Friday, April 23, 2010

Love Will Track Me Down

I have after much procrastination begun to reflect on time in France last May followed by hiking into Havasu Canyon with a friend in June. Part of reflecting involves reading my journal from the months following my travels. In pages and computer files I find things like this note found seconds ago:

Last Friday upon arriving in the country, I proceeded to have four glasses of champagne. At a wedding reception that may not be a lot. If you're wanting a buzzz that may be not be a lot. If you’re 110 lbs on a 5’2” frame, that's a lot. Me? I was avoiding feeling.

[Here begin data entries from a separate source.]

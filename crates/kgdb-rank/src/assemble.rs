//! Fuses edge contributions from Wikidata claims, Wikipedia
//! infobox/link claims, and DBpedia object facts into one weighted
//! graph, redirect-resolving every endpoint to its canonical LID.

use crate::csr::EdgeListBuilder;
use kgdb_core::{Lid, Result};
use kgdb_graph::domain::COL_CLAIMS_ENT;
use kgdb_graph::GraphStore;
use kgdb_storage::KVStore;

/// Edge weight for a direct Wikidata claim, and for a DBpedia
/// mappingbased-objects fact resolved through to Wikidata.
pub const WEIGHT_WD: f64 = 3.0;
/// Edge weight for a Wikipedia "other" (non-infobox, e.g. section
/// link) claim resolved through to Wikidata.
pub const WEIGHT_W_OTHERS: f64 = 1.0;

/// One externally-sourced edge to fuse into the graph (Wikipedia or
/// DBpedia, already mapped to Wikidata LIDs by the caller).
#[derive(Debug, Clone, Copy)]
pub struct ExternalEdge {
    /// Subject LID, pre-redirect-resolution.
    pub from: Lid,
    /// Object LID, pre-redirect-resolution.
    pub to: Lid,
    /// Edge weight ([`WEIGHT_WD`] or [`WEIGHT_W_OTHERS`]).
    pub weight: f64,
}

/// Stream every `CLAIMS_ENT` row into `builder` at [`WEIGHT_WD`],
/// redirect-resolving both subject and object first.
///
/// # Errors
///
/// Propagates storage faults or a malformed `CLAIMS_ENT` key.
pub fn add_wikidata_claim_edges(
    store: &KVStore,
    graph: &GraphStore<'_>,
    builder: &mut EdgeListBuilder,
) -> Result<()> {
    let rows = store.iter(COL_CLAIMS_ENT, None, None)?;
    let codec = kgdb_codec::ValueCodec::new(kgdb_codec::ValueEncoding::IntNumpy);
    for (key, value) in &rows {
        let segments = kgdb_codec::key::split_composite_key(key).map_err(|e| {
            kgdb_core::Error::DecodeError {
                column: COL_CLAIMS_ENT.to_string(),
                reason: e.to_string(),
            }
        })?;
        let subject = *segments.first().expect("composite key has subject segment");
        let objects = match codec.decode(value).map_err(|e| kgdb_core::Error::DecodeError {
            column: COL_CLAIMS_ENT.to_string(),
            reason: e.to_string(),
        })? {
            kgdb_codec::ColumnValue::IntNumpy(lids) => lids,
            _ => unreachable!("CLAIMS_ENT is always IntNumpy-encoded"),
        };
        let canonical_subject = graph.canonicalize(subject)?;
        for object in objects {
            let canonical_object = graph.canonicalize(object)?;
            builder.push(canonical_subject.get(), canonical_object.get(), WEIGHT_WD);
        }
    }
    Ok(())
}

/// Add a batch of already-mapped Wikipedia/DBpedia edges, redirect
/// resolving each endpoint before staging it.
///
/// # Errors
///
/// Propagates storage faults from redirect resolution.
pub fn add_external_edges(
    graph: &GraphStore<'_>,
    builder: &mut EdgeListBuilder,
    edges: &[ExternalEdge],
) -> Result<()> {
    for edge in edges {
        let from = graph.canonicalize(edge.from)?;
        let to = graph.canonicalize(edge.to)?;
        builder.push(from.get(), to.get(), edge.weight);
    }
    Ok(())
}

#[cfg(test)]
mod tests {
    use super::*;
    use kgdb_graph::domain::graph_schema;
    use kgdb_interner::{interner_schema, IdInterner};
    use kgdb_storage::StoreConfig;
    use tempfile::tempdir;

    fn open(dir: &std::path::Path) -> KVStore {
        let mut schema = interner_schema();
        for col in graph_schema().columns() {
            schema = schema.with_column(col.clone());
        }
        KVStore::open(StoreConfig::for_testing(dir), schema).unwrap()
    }

    #[test]
    fn wikidata_claims_resolve_redirects_before_staging() {
        let dir = tempdir().unwrap();
        let store = open(dir.path());
        let interner = IdInterner::open(&store).unwrap();
        let graph = GraphStore::new(&store, &interner);

        let q1 = interner.get_or_create("Q1").unwrap();
        let q2_old = interner.get_or_create("Q2_old").unwrap();
        let q2_new = interner.get_or_create("Q2_new").unwrap();
        let p31 = interner.get_or_create("P31").unwrap();
        graph.put_redirect(q2_old, q2_new).unwrap();
        graph
            .put_claims_entity_with_interning(q1, p31, &["Q2_old"])
            .unwrap();

        let mut builder = EdgeListBuilder::new();
        add_wikidata_claim_edges(&store, &graph, &mut builder).unwrap();
        let matrix = builder.build(interner.len() as usize);
        assert_eq!(matrix.get(q1.get() as usize, q2_new.get() as usize), Some(&WEIGHT_WD));
    }

    #[test]
    fn external_edges_use_w_others_weight() {
        let dir = tempdir().unwrap();
        let store = open(dir.path());
        let interner = IdInterner::open(&store).unwrap();
        let graph = GraphStore::new(&store, &interner);
        let a = interner.get_or_create("Q1").unwrap();
        let b = interner.get_or_create("Q2").unwrap();

        let mut builder = EdgeListBuilder::new();
        add_external_edges(&graph, &mut builder, &[ExternalEdge { from: a, to: b, weight: WEIGHT_W_OTHERS }])
            .unwrap();
        let matrix = builder.build(interner.len() as usize);
        assert_eq!(matrix.get(a.get() as usize, b.get() as usize), Some(&WEIGHT_W_OTHERS));
    }
}
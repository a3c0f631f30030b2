//! The tagged value type stored under the `OBJ` column encoding.
//!
//! Claims, qualifiers and dump-derived metadata don't fit a single
//! scalar type — the source stores them as nested Python objects
//! (dicts, lists, ints, strings). `Value` is the Rust shape of that
//! same nesting, serialized via `rmp-serde` so a claim's qualifiers
//! round-trip without a fixed schema.

use serde::{Deserialize, Serialize};
use std::collections::BTreeMap;

/// A dynamically-typed value used for `OBJ`-encoded columns (claims,
/// qualifiers, dump sidecar metadata).
///
/// `Map` uses `BTreeMap` rather than a hash map so encoded bytes are
/// stable across runs, which matters for columns that get diffed or
/// hashed for compaction bookkeeping.
#[derive(Debug, Clone, PartialEq, Serialize, Deserialize)]
#[serde(untagged)]
pub enum Value {
    /// Absence of a value, distinct from an empty string or list.
    Null,
    /// Boolean scalar.
    Bool(bool),
    /// Signed integer scalar, wide enough for any LID or claim count.
    Int(i64),
    /// Floating point scalar (PageRank scores, label similarity).
    Float(f64),
    /// UTF-8 text scalar.
    Text(String),
    /// Ordered sequence of values, e.g. a claim's qualifier list.
    Array(Vec<Value>),
    /// Keyed bag of values, e.g. a claim's qualifier map keyed by PID.
    Map(BTreeMap<String, Value>),
}

impl Value {
    /// `true` for `Value::Null`.
    #[must_use]
    pub fn is_null(&self) -> bool {
        matches!(self, Value::Null)
    }

    /// Borrow as a string slice, if this is `Value::Text`.
    #[must_use]
    pub fn as_text(&self) -> Option<&str> {
        match self {
            Value::Text(s) => Some(s.as_str()),
            _ => None,
        }
    }

    /// Borrow as an `i64`, if this is `Value::Int`.
    #[must_use]
    pub fn as_int(&self) -> Option<i64> {
        match self {
            Value::Int(n) => Some(*n),
            _ => None,
        }
    }

    /// Borrow as a slice of values, if this is `Value::Array`.
    #[must_use]
    pub fn as_array(&self) -> Option<&[Value]> {
        match self {
            Value::Array(items) => Some(items.as_slice()),
            _ => None,
        }
    }

    /// Borrow as a map, if this is `Value::Map`.
    #[must_use]
    pub fn as_map(&self) -> Option<&BTreeMap<String, Value>> {
        match self {
            Value::Map(m) => Some(m),
            _ => None,
        }
    }
}

impl From<&str> for Value {
    fn from(s: &str) -> Self {
        Value::Text(s.to_owned())
    }
}

impl From<String> for Value {
    fn from(s: String) -> Self {
        Value::Text(s)
    }
}

impl From<i64> for Value {
    fn from(n: i64) -> Self {
        Value::Int(n)
    }
}

impl From<bool> for Value {
    fn from(b: bool) -> Self {
        Value::Bool(b)
    }
}

impl From<Vec<Value>> for Value {
    fn from(items: Vec<Value>) -> Self {
        Value::Array(items)
    }
}

#[cfg(test)]
mod tests {
    use super::*;

    #[test]
    fn null_reports_is_null() {
        assert!(Value::Null.is_null());
        assert!(!Value::Int(0).is_null());
    }

    #[test]
    fn accessors_return_none_on_type_mismatch() {
        let v = Value::Int(5);
        assert_eq!(v.as_text(), None);
        assert_eq!(v.as_int(), Some(5));
        assert_eq!(v.as_array(), None);
    }

    #[test]
    fn map_is_ordered_by_key() {
        let mut m = BTreeMap::new();
        m.insert("P31".to_string(), Value::Text("Q5".into()));
        m.insert("P21".to_string(), Value::Text("Q6581097".into()));
        let v = Value::Map(m);
        let keys: Vec<&str> = v.as_map().unwrap().keys().map(String::as_str).collect();
        assert_eq!(keys, vec!["P21", "P31"]);
    }

    #[test]
    fn nested_array_round_trips_through_msgpack() {
        let v = Value::Array(vec![Value::Int(1), Value::Text("a".into()), Value::Null]);
        let bytes = rmp_serde::to_vec(&v).expect("encode");
        let decoded: Value = rmp_serde::from_slice(&bytes).expect("decode");
        assert_eq!(v, decoded);
    }

    #[test]
    fn from_conversions_build_expected_variants() {
        assert_eq!(Value::from("x"), Value::Text("x".into()));
        assert_eq!(Value::from(3i64), Value::Int(3));
        assert_eq!(Value::from(true), Value::Bool(true));
    }
}
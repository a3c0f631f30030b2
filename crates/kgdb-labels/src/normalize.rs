//! Label normalization pipeline (§4.7): text repair, NFKC, casefolding,
//! duplicate-letter collapse, article/punctuation stripping, whitespace
//! collapse. Run twice per label (punctuation preserved and stripped)
//! since both forms get indexed.

use unicode_normalization::UnicodeNormalization;

/// Invisible/format (Unicode category `Cf`) code points stripped before
/// NFKC. Not an exhaustive `Cf` table — covers the BOM, bidi controls,
/// and zero-width joiners that actually show up in scraped dump text,
/// which is what the original's `ftfy`/`unicodedata` pass catches in
/// practice.
const FORMAT_CODEPOINTS: &[char] = &[
    '\u{00AD}', '\u{200B}', '\u{200C}', '\u{200D}', '\u{200E}', '\u{200F}', '\u{202A}',
    '\u{202B}', '\u{202C}', '\u{202D}', '\u{202E}', '\u{2060}', '\u{2061}', '\u{2062}',
    '\u{2063}', '\u{2064}', '\u{FEFF}', '\u{FFF9}', '\u{FFFA}', '\u{FFFB}',
];

const ARTICLES: &[&str] = &["a", "an", "the", "and"];

/// Options controlling one normalization pass.
#[derive(Debug, Clone, Copy)]
pub struct NormalizeOptions {
    /// Strip ASCII punctuation, but only if the result is non-empty.
    pub strip_punctuation: bool,
    /// Drop whole-word `a`/`an`/`the`/`and` tokens.
    pub remove_article: bool,
    /// Casefold to lowercase.
    pub lower: bool,
}

impl Default for NormalizeOptions {
    fn default() -> Self {
        NormalizeOptions { strip_punctuation: false, remove_article: false, lower: true }
    }
}

/// Best-effort mojibake repair: recover a UTF-8 string that was
/// mis-decoded as Latin-1 (the common "â€™" pattern) by round-tripping
/// every character's low byte back through UTF-8. A no-op when the
/// round-trip isn't valid UTF-8, which is the common case for clean
/// input.
#[must_use]
pub fn repair_mojibake(text: &str) -> String {
    if !text.chars().any(|c| c as u32 > 0x7F && (c as u32) < 0x100) {
        return text.to_string();
    }
    let bytes: Vec<u8> = text.chars().filter_map(|c| u8::try_from(c as u32).ok()).collect();
    if bytes.len() != text.chars().count() {
        return text.to_string();
    }
    String::from_utf8(bytes).unwrap_or_else(|_| text.to_string())
}

fn strip_format_codepoints(text: &str) -> String {
    text.chars().filter(|c| !FORMAT_CODEPOINTS.contains(c)).collect()
}

fn collapse_repeated_letters(text: &str) -> String {
    let mut out = String::with_capacity(text.len());
    let mut run_char: Option<char> = None;
    let mut run_len = 0usize;
    for c in text.chars() {
        let is_letter = c.is_ascii_alphabetic();
        if is_letter && Some(c) == run_char {
            run_len += 1;
        } else {
            run_char = if is_letter { Some(c) } else { None };
            run_len = 1;
        }
        if run_len <= 2 {
            out.push(c);
        }
    }
    out
}

fn remove_articles(text: &str) -> String {
    text.split_whitespace()
        .filter(|word| !ARTICLES.contains(&word.to_lowercase().as_str()))
        .collect::<Vec<_>>()
        .join(" ")
}

fn strip_ascii_punctuation(text: &str) -> String {
    let stripped: String = text.chars().filter(|c| !c.is_ascii_punctuation()).collect();
    if stripped.trim().is_empty() {
        text.to_string()
    } else {
        stripped
    }
}

fn collapse_whitespace(text: &str) -> String {
    text.split_whitespace().collect::<Vec<_>>().join(" ")
}

/// Run the full §4.7 normalization pipeline, in the order the
/// specification lists it: repair, NFKC, casefold, collapse repeated
/// letters, optional article removal, optional punctuation stripping,
/// whitespace collapse.
#[must_use]
pub fn normalize(text: &str, opts: NormalizeOptions) -> String {
    let repaired = repair_mojibake(text);
    let no_format = strip_format_codepoints(&repaired);
    let nfkc: String = no_format.nfkc().collect();
    let mut out = if opts.lower { nfkc.to_lowercase() } else { nfkc };
    out = collapse_repeated_letters(&out);
    if opts.remove_article {
        out = remove_articles(&out);
    }
    if opts.strip_punctuation {
        out = strip_ascii_punctuation(&out);
    }
    collapse_whitespace(&out)
}

/// Produce both indexed forms of `text`: punctuation-preserving and
/// punctuation-stripped, both lowercased with articles kept (matching
/// the vocabulary builder's `get_lid` two-form insert).
#[must_use]
pub fn normalize_forms(text: &str) -> (String, String) {
    let base = NormalizeOptions { strip_punctuation: false, remove_article: false, lower: true };
    let with_punct = normalize(text, base);
    let without_punct =
        normalize(text, NormalizeOptions { strip_punctuation: true, ..base });
    (with_punct, without_punct)
}

/// `true` if `text` decodes as pure ASCII, used to route a label into
/// the `*_EN` vs `*_ALL` columns.
#[must_use]
pub fn is_ascii(text: &str) -> bool {
    text.is_ascii()
}

#[cfg(test)]
mod tests {
    use super::*;

    #[test]
    fn collapses_long_repeated_runs_to_two() {
        assert_eq!(collapse_repeated_letters("floridaaa"), "floridaa");
        assert_eq!(collapse_repeated_letters("aaaa"), "aa");
    }

    #[test]
    fn keeps_short_runs_untouched() {
        assert_eq!(collapse_repeated_letters("book"), "book");
    }

    #[test]
    fn article_removal_drops_whole_words_only() {
        assert_eq!(remove_articles("the cat and the hat"), "cat hat");
        assert_eq!(remove_articles("andorra"), "andorra");
    }

    #[test]
    fn punctuation_stripped_unless_result_is_empty() {
        assert_eq!(strip_ascii_punctuation("hello, world!"), "hello world");
        assert_eq!(strip_ascii_punctuation("@l%bam$"), "lbam");
        assert_eq!(strip_ascii_punctuation("..."), "...");
    }

    #[test]
    fn normalize_lowercases_and_collapses_whitespace() {
        let out = normalize("  Tokyo   City  ", NormalizeOptions::default());
        assert_eq!(out, "tokyo city");
    }

    #[test]
    fn normalize_forms_differ_only_in_punctuation() {
        let (with_punct, without_punct) = normalize_forms("Tokyo, Japan");
        assert_eq!(with_punct, "tokyo, japan");
        assert_eq!(without_punct, "tokyo japan");
    }

    #[test]
    fn is_ascii_detects_non_ascii_labels() {
        assert!(is_ascii("Tokyo"));
        assert!(!is_ascii("東京"));
    }

    #[test]
    fn nfkc_folds_compatibility_characters() {
        let out = normalize("ﬁle", NormalizeOptions::default());
        assert_eq!(out, "file");
    }
}
//! Wikidata claim-value normalization and the identifier-class skip
//! set used while building the label vocabulary.

use serde_json::Value as Json;
use std::collections::HashSet;

/// A Wikidata entity prefix (`http://www.wikidata.org/entity/`),
/// stripped from `quantity` claim units.
const WD_ENTITY_PREFIX: &str = "http://www.wikidata.org/entity/";

/// A claim's `mainsnak.datavalue`, normalized to the shape the graph
/// store's `CLAIMS_LIT` column expects, after the Wikidata-specific
/// `time`/`quantity`/`monolingualtext` unwrapping the dump's raw JSON
/// requires.
#[derive(Debug, Clone, PartialEq)]
pub enum ClaimValue {
    /// `wikibase-entityid`: the referenced item or property id.
    EntityId(String),
    /// `time`: an ISO-8601 date/time with the `T00:00:00Z` suffix and
    /// any leading `+` sign stripped.
    Time(String),
    /// `quantity`: a numeric amount plus its unit, with the unit's
    /// Wikidata-entity prefix stripped to a bare id (or left empty
    /// for a unitless quantity, i.e. unit `"1"`).
    Quantity {
        /// Amount with its leading `+` sign stripped.
        amount: String,
        /// Bare unit id, or empty for a unitless quantity.
        unit: String,
    },
    /// `monolingualtext`: just the text, language tag dropped.
    MonolingualText(String),
    /// `string`/`url`/`external-id` and anything else carrying a bare
    /// string payload.
    PlainString(String),
}

/// Normalize one claim's `datavalue` given its Wikidata `type` tag
/// (`"wikibase-entityid"`, `"time"`, `"quantity"`, `"monolingualtext"`,
/// or any plain-string type). Returns `None` if the JSON shape doesn't
/// match what the tagged type requires.
#[must_use]
pub fn normalize_claim_value(datavalue_type: &str, value: &Json) -> Option<ClaimValue> {
    match datavalue_type {
        "wikibase-entityid" => value
            .get("id")
            .and_then(Json::as_str)
            .map(|id| ClaimValue::EntityId(id.to_string())),
        "time" => value
            .get("time")
            .and_then(Json::as_str)
            .map(|t| ClaimValue::Time(normalize_time(t))),
        "quantity" => {
            let amount = value.get("amount").and_then(Json::as_str)?;
            let unit = value.get("unit").and_then(Json::as_str).unwrap_or("1");
            Some(ClaimValue::Quantity {
                amount: strip_leading_plus(amount),
                unit: strip_unit_prefix(unit),
            })
        }
        "monolingualtext" => value
            .get("text")
            .and_then(Json::as_str)
            .map(|t| ClaimValue::MonolingualText(t.to_string())),
        _ => value.as_str().map(|s| ClaimValue::PlainString(s.to_string())),
    }
}

fn normalize_time(raw: &str) -> String {
    strip_leading_plus(&raw.replace("T00:00:00Z", ""))
}

fn strip_leading_plus(s: &str) -> String {
    s.strip_prefix('+').unwrap_or(s).to_string()
}

fn strip_unit_prefix(unit: &str) -> String {
    if unit == "1" {
        return String::new();
    }
    unit.strip_prefix(WD_ENTITY_PREFIX).unwrap_or(unit).to_string()
}

/// A curated set of Wikidata ids that identify "identifier-class"
/// concepts (catalogs, external-id schemes, and similar) whose claims
/// are excluded when building the label vocabulary, the way the
/// source system loads its identifier skip list from a side file.
#[derive(Debug, Clone, Default)]
pub struct IdentifierClassSet(HashSet<String>);

impl IdentifierClassSet {
    /// An empty skip set.
    #[must_use]
    pub fn new() -> Self {
        IdentifierClassSet(HashSet::new())
    }

    /// Build a skip set from an explicit id list (as loaded from a
    /// config file's first column, one id per line).
    #[must_use]
    pub fn from_ids<I: IntoIterator<Item = S>, S: Into<String>>(ids: I) -> Self {
        IdentifierClassSet(ids.into_iter().map(Into::into).collect())
    }

    /// `true` if `id` is in the skip set.
    #[must_use]
    pub fn contains(&self, id: &str) -> bool {
        self.0.contains(id)
    }

    /// `true` if the skip set has no entries.
    #[must_use]
    pub fn is_empty(&self) -> bool {
        self.0.is_empty()
    }

    /// Number of ids in the skip set.
    #[must_use]
    pub fn len(&self) -> usize {
        self.0.len()
    }
}

#[cfg(test)]
mod tests {
    use super::*;
    use serde_json::json;

    #[test]
    fn normalizes_entity_id_claim() {
        let value = json!({"entity-type": "item", "id": "Q1490"});
        assert_eq!(
            normalize_claim_value("wikibase-entityid", &value),
            Some(ClaimValue::EntityId("Q1490".to_string()))
        );
    }

    #[test]
    fn normalizes_time_claim_stripping_suffix_and_sign() {
        let value = json!({"time": "+2022-06-01T00:00:00Z", "precision": 11});
        assert_eq!(
            normalize_claim_value("time", &value),
            Some(ClaimValue::Time("2022-06-01".to_string()))
        );
    }

    #[test]
    fn normalizes_quantity_claim_stripping_unit_prefix() {
        let value = json!({
            "amount": "+13929286",
            "unit": "http://www.wikidata.org/entity/Q1490",
        });
        assert_eq!(
            normalize_claim_value("quantity", &value),
            Some(ClaimValue::Quantity {
                amount: "13929286".to_string(),
                unit: "Q1490".to_string(),
            })
        );
    }

    #[test]
    fn unitless_quantity_has_empty_unit() {
        let value = json!({"amount": "+42", "unit": "1"});
        assert_eq!(
            normalize_claim_value("quantity", &value),
            Some(ClaimValue::Quantity {
                amount: "42".to_string(),
                unit: String::new(),
            })
        );
    }

    #[test]
    fn normalizes_monolingualtext_claim() {
        let value = json!({"text": "Tokyo", "language": "en"});
        assert_eq!(
            normalize_claim_value("monolingualtext", &value),
            Some(ClaimValue::MonolingualText("Tokyo".to_string()))
        );
    }

    #[test]
    fn identifier_class_set_skips_known_ids() {
        let set = IdentifierClassSet::from_ids(["Q19595382", "Q19847637"]);
        assert!(set.contains("Q19595382"));
        assert!(!set.contains("Q1490"));
        assert_eq!(set.len(), 2);
    }
}
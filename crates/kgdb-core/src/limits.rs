//! Size and work limits enforced across the storage and search layers.
//!
//! Defaults mirror the values named in the specification (`buff_limit`
//! ~1GiB capped at ~10% of RAM, `LIMIT_SEARCH`, `LIMIT_SEARCH_ES`,
//! `LIMIT_GEN_CAN`, PageRank's `tol`/`max_iter`/`alpha`). Grouped here
//! rather than scattered as magic numbers so `kgdb-cli` can print them
//! and tests can shrink them the way `Limits::with_small_limits` does
//! for the teacher's value-size limits.

/// One gibibyte, in bytes.
pub const SIZE_1GB: u64 = 1 << 30;

/// Five gibibytes — the mmap growth increment on capacity exhaustion.
pub const MAP_GROW_STEP: u64 = 5 * SIZE_1GB;

/// Size and work limits shared by the storage and search substrate.
#[derive(Debug, Clone, PartialEq)]
pub struct Limits {
    /// Aggregate write-buffer byte budget before a flush is forced.
    pub buff_limit: u64,
    /// Initial mmap size for a newly created store.
    pub initial_map_size: u64,
    /// Top-N results returned by `LabelIndex::lookup_by_label`.
    pub limit_search: usize,
    /// Work bound (hit cap) for the boolean/text query planners.
    pub limit_search_es: usize,
    /// Candidate cap for fuzzy/generation-style lookups.
    pub limit_gen_can: usize,
    /// Default result count `SearchFusion::search` returns.
    pub fusion_limit: usize,
}

impl Default for Limits {
    fn default() -> Self {
        Limits {
            buff_limit: SIZE_1GB,
            initial_map_size: 10 * SIZE_1GB,
            limit_search: 50,
            limit_search_es: 1000,
            limit_gen_can: 50,
            fusion_limit: 20,
        }
    }
}

impl Limits {
    /// Small limits for fast unit tests that need to exercise buffer
    /// flush / capacity-growth code paths without allocating gigabytes.
    #[must_use]
    pub fn with_small_limits() -> Self {
        Limits {
            buff_limit: 4096,
            initial_map_size: 1 << 20,
            limit_search: 10,
            limit_search_es: 100,
            limit_gen_can: 10,
            fusion_limit: 5,
        }
    }

    /// Clamp a requested write-buffer byte budget to at most ~10% of
    /// the host's total physical memory, matching the source's
    /// `psutil.virtual_memory().total // 10` cap.
    #[must_use]
    pub fn clamp_buff_limit(requested: u64, total_ram_bytes: u64) -> u64 {
        let ram_cap = total_ram_bytes / 10;
        requested.min(ram_cap.max(1))
    }
}

#[cfg(test)]
mod tests {
    use super::*;

    #[test]
    fn default_matches_spec_buff_limit() {
        assert_eq!(Limits::default().buff_limit, SIZE_1GB);
    }

    #[test]
    fn clamp_caps_at_ten_percent_of_ram() {
        let clamped = Limits::clamp_buff_limit(SIZE_1GB, 2 * SIZE_1GB);
        assert_eq!(clamped, 2 * SIZE_1GB / 10);
    }

    #[test]
    fn clamp_passes_through_when_below_cap() {
        let clamped = Limits::clamp_buff_limit(1024, 100 * SIZE_1GB);
        assert_eq!(clamped, 1024);
    }

    #[test]
    fn small_limits_are_smaller_than_default() {
        let small = Limits::with_small_limits();
        let default = Limits::default();
        assert!(small.buff_limit < default.buff_limit);
        assert!(small.initial_map_size < default.initial_map_size);
    }
}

Now here it is Sunday evening, standing at a sink of just washed dishes, with Jerry only gone fifteen minutes and I think: I could open another bottle of champagne.

I immediately and unexpectedly hear: “Dawn, there is nothing you can do to make me stop loving you. I am like your mother. I will always love you. I will never stop loving you.”

I spent the weekend in prevention mode. I weeded the garden. Typically I call this tending, something I find deeply satisfying. In near 100 degree mid-day sun, it’s torture. I read or better conveyed I called out words as I looked at them on the page. This too I find deeply satisfying usually but not when I’m avoiding writing my own words. And I slept something that’s also usually satisfying but not when done in the name of avoidance. I was reading, weeding, drinking and sleeping all to avoid weeping.

In the past, I’ve talked with a friend about developing the capacity for sacred weeping and how the world needs people, men and women with heart, who are willing to be the alchemical vessels for sorrow in the world. At the time this idea first arose, the former president was in the White House and I considered showing up at the White House to weep for him, for what I imagined were his own unwept sorrows and all the things hidden in his shadow ofwhich he knew not.

Now I think, ‘Who was I to think I could do that for him when I’m avoiding that for myself?’

There’s something about this voice at the kitchen sink that is deeply comforting, profoundly loving. To know I am loved. That I can run to the ends of the universe and there is nowhere that Love won’t find me. Love will track me down. Love will be there even if I’m found weeding on Mars, drinking on Venus, reading on Jupiter and sleeping on some far flung Milky Way star.
Love will stalk me and patiently talk with me on my time not hers.